Items listed in a dataset:
-=-=-=-=-
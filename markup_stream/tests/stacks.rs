use futures::StreamExt;
use markup_stream::{
    render, render_to_stream, ElementNode, ErrorKind, Node, RenderOptions, Rendered, Stack,
};
use std::time::Duration;

#[tokio::test]
async fn pushed_content_materializes_at_the_outlet() {
    let head = Stack::new("head");
    let view = ElementNode::new("div")
        .child(head.push("Head1"))
        .child(head.push("Head2"))
        .child(head.outlet());

    assert_eq!(
        render(view, RenderOptions::default()).await.unwrap(),
        "<div>Head1Head2</div>"
    );
}

#[tokio::test]
async fn an_outlet_can_precede_its_pushes() {
    let scripts = Stack::new("scripts");
    let view = Node::sequence([
        scripts.outlet(),
        "body".into(),
        scripts.push(ElementNode::new("script").child("init()")),
    ]);

    assert_eq!(
        render(view, RenderOptions::default()).await.unwrap(),
        "<script>init()</script>body"
    );
}

#[tokio::test]
async fn pushes_keep_document_order_despite_resolution_order() {
    let head = Stack::new("head");

    let slow = {
        let head = head.clone();
        Node::from_fn(move |_| {
            let head = head.clone();
            Rendered::later(async move {
                tokio::time::sleep(Duration::from_millis(40)).await;
                head.push("slow")
            })
        })
    };
    let fast = {
        let head = head.clone();
        Node::from_fn(move |_| {
            let head = head.clone();
            Rendered::later(async move {
                tokio::time::sleep(Duration::from_millis(5)).await;
                head.push("fast")
            })
        })
    };

    let view = ElementNode::new("div")
        .child(slow)
        .child(fast)
        .child(head.outlet());

    // the fast producer resolves first, but sinks append in walker order
    assert_eq!(
        render(view, RenderOptions::default()).await.unwrap(),
        "<div>slowfast</div>"
    );
}

#[tokio::test]
async fn a_stack_may_be_drained_by_only_one_outlet() {
    let head = Stack::new("head");
    let view = Node::sequence([head.push("x"), head.outlet(), head.outlet()]);

    let error = render(view, RenderOptions::default()).await.unwrap_err();
    assert_eq!(error.kind(), ErrorKind::InvalidContent);
    assert!(error.to_string().contains("head"));
}

#[tokio::test]
async fn distinct_stacks_are_independent_channels() {
    let styles = Stack::new("assets");
    let scripts = Stack::new("assets");
    let view = Node::sequence([
        styles.push("s1"),
        scripts.push("j1"),
        "|".into(),
        styles.outlet(),
        "|".into(),
        scripts.outlet(),
    ]);

    assert_eq!(
        render(view, RenderOptions::default()).await.unwrap(),
        "|s1|j1"
    );
}

#[tokio::test]
async fn a_stack_outlet_inside_another_stack_is_spliced_in_place() {
    let outer = Stack::new("outer");
    let inner = Stack::new("inner");
    let view = Node::sequence([
        inner.push("deep"),
        outer.push(Node::sequence(["[".into(), inner.outlet(), "]".into()])),
        outer.outlet(),
    ]);

    assert_eq!(
        render(view, RenderOptions::default()).await.unwrap(),
        "[deep]"
    );
}

#[tokio::test]
async fn an_unpushed_stack_renders_nothing() {
    let empty = Stack::new("empty");
    let view = Node::sequence(["a".into(), empty.outlet(), "b".into()]);
    assert_eq!(render(view, RenderOptions::default()).await.unwrap(), "ab");
}

#[tokio::test]
async fn the_first_outlet_streams_while_later_content_is_deferred() {
    let head = Stack::new("head");
    let view = Node::sequence([
        head.push("early"),
        head.outlet(),
        Node::pending(async {
            tokio::time::sleep(Duration::from_millis(5)).await;
            Node::text("late")
        }),
    ]);

    let mut stream = render_to_stream(view, RenderOptions::default());
    let mut chunks = Vec::new();
    while let Some(chunk) = stream.next().await {
        chunks.push(chunk.unwrap());
    }

    // the stack's content streams as soon as the outlet is reached
    assert_eq!(chunks[0], "early");
    assert_eq!(chunks.concat(), "earlylate");
}

#[tokio::test]
async fn pushes_after_a_streaming_outlet_reach_the_consumer_directly() {
    let head = Stack::new("head");
    let view = Node::sequence([
        head.outlet(),
        head.push("first"),
        head.push("second"),
        "body".into(),
    ]);

    assert_eq!(
        render(view, RenderOptions::default()).await.unwrap(),
        "firstsecondbody"
    );
}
-=-=-=-=-
> _Activity_: Word for word, restate the lines above.

> _Exercise answer_:
filename markup_stream/tests/stacks.rs
use futures::StreamExt;
use markup_stream::{
    render, render_to_stream, ElementNode, ErrorKind, Node, RenderOptions, Rendered, Stack,
};
use std::time::Duration;

#[tokio::test]
async fn pushed_content_materializes_at_the_outlet() {
    let head = Stack::new("head");
    let view = ElementNode::new("div")
        .child(head.push("Head1"))
        .child(head.push("Head2"))
        .child(head.outlet());

    assert_eq!(
        render(view, RenderOptions::default()).await.unwrap(),
        "<div>Head1Head2</div>"
    );
}

#[tokio::test]
async fn an_outlet_can_precede_its_pushes() {
    let scripts = Stack::new("scripts");
    let view = Node::sequence([
        scripts.outlet(),
        "body".into(),
        scripts.push(ElementNode::new("script").child("init()")),
    ]);

    assert_eq!(
        render(view, RenderOptions::default()).await.unwrap(),
        "<script>init()</script>body"
    );
}

#[tokio::test]
async fn pushes_keep_document_order_despite_resolution_order() {
    let head = Stack::new("head");

    let slow = {
        let head = head.clone();
        Node::from_fn(move |_| {
            let head = head.clone();
            Rendered::later(async move {
                tokio::time::sleep(Duration::from_millis(40)).await;
                head.push("slow")
            })
        })
    };
    let fast = {
        let head = head.clone();
        Node::from_fn(move |_| {
            let head = head.clone();
            Rendered::later(async move {
                tokio::time::sleep(Duration::from_millis(5)).await;
                head.push("fast")
            })
        })
    };

    let view = ElementNode::new("div")
        .child(slow)
        .child(fast)
        .child(head.outlet());

    // the fast producer resolves first, but sinks append in walker order
    assert_eq!(
        render(view, RenderOptions::default()).await.unwrap(),
        "<div>slowfast</div>"
    );
}

#[tokio::test]
async fn a_stack_may_be_drained_by_only_one_outlet() {
    let head = Stack::new("head");
    let view = Node::sequence([head.push("x"), head.outlet(), head.outlet()]);

    let error = render(view, RenderOptions::default()).await.unwrap_err();
    assert_eq!(error.kind(), ErrorKind::InvalidContent);
    assert!(error.to_string().contains("head"));
}

#[tokio::test]
async fn distinct_stacks_are_independent_channels() {
    let styles = Stack::new("assets");
    let scripts = Stack::new("assets");
    let view = Node::sequence([
        styles.push("s1"),
        scripts.push("j1"),
        "|".into(),
        styles.outlet(),
        "|".into(),
        scripts.outlet(),
    ]);

    assert_eq!(
        render(view, RenderOptions::default()).await.unwrap(),
        "|s1|j1"
    );
}

#[tokio::test]
async fn a_stack_outlet_inside_another_stack_is_spliced_in_place() {
    let outer = Stack::new("outer");
    let inner = Stack::new("inner");
    let view = Node::sequence([
        inner.push("deep"),
        outer.push(Node::sequence(["[".into(), inner.outlet(), "]".into()])),
        outer.outlet(),
    ]);

    assert_eq!(
        render(view, RenderOptions::default()).await.unwrap(),
        "[deep]"
    );
}

#[tokio::test]
async fn an_unpushed_stack_renders_nothing() {
    let empty = Stack::new("empty");
    let view = Node::sequence(["a".into(), empty.outlet(), "b".into()]);
    assert_eq!(render(view, RenderOptions::default()).await.unwrap(), "ab");
}

#[tokio::test]
async fn the_first_outlet_streams_while_later_content_is_deferred() {
    let head = Stack::new("head");
    let view = Node::sequence([
        head.push("early"),
        head.outlet(),
        Node::pending(async {
            tokio::time::sleep(Duration::from_millis(5)).await;
            Node::text("late")
        }),
    ]);

    let mut stream = render_to_stream(view, RenderOptions::default());
    let mut chunks = Vec::new();
    while let Some(chunk) = stream.next().await {
        chunks.push(chunk.unwrap());
    }

    // the stack's content streams as soon as the outlet is reached
    assert_eq!(chunks[0], "early");
    assert_eq!(chunks.concat(), "earlylate");
}

#[tokio::test]
async fn pushes_after_a_streaming_outlet_reach_the_consumer_directly() {
    let head = Stack::new("head");
    let view = Node::sequence([
        head.outlet(),
        head.push("first"),
        head.push("second"),
        "body".into(),
    ]);

    assert_eq!(
        render(view, RenderOptions::default()).await.unwrap(),
        "firstsecondbody"
    );
}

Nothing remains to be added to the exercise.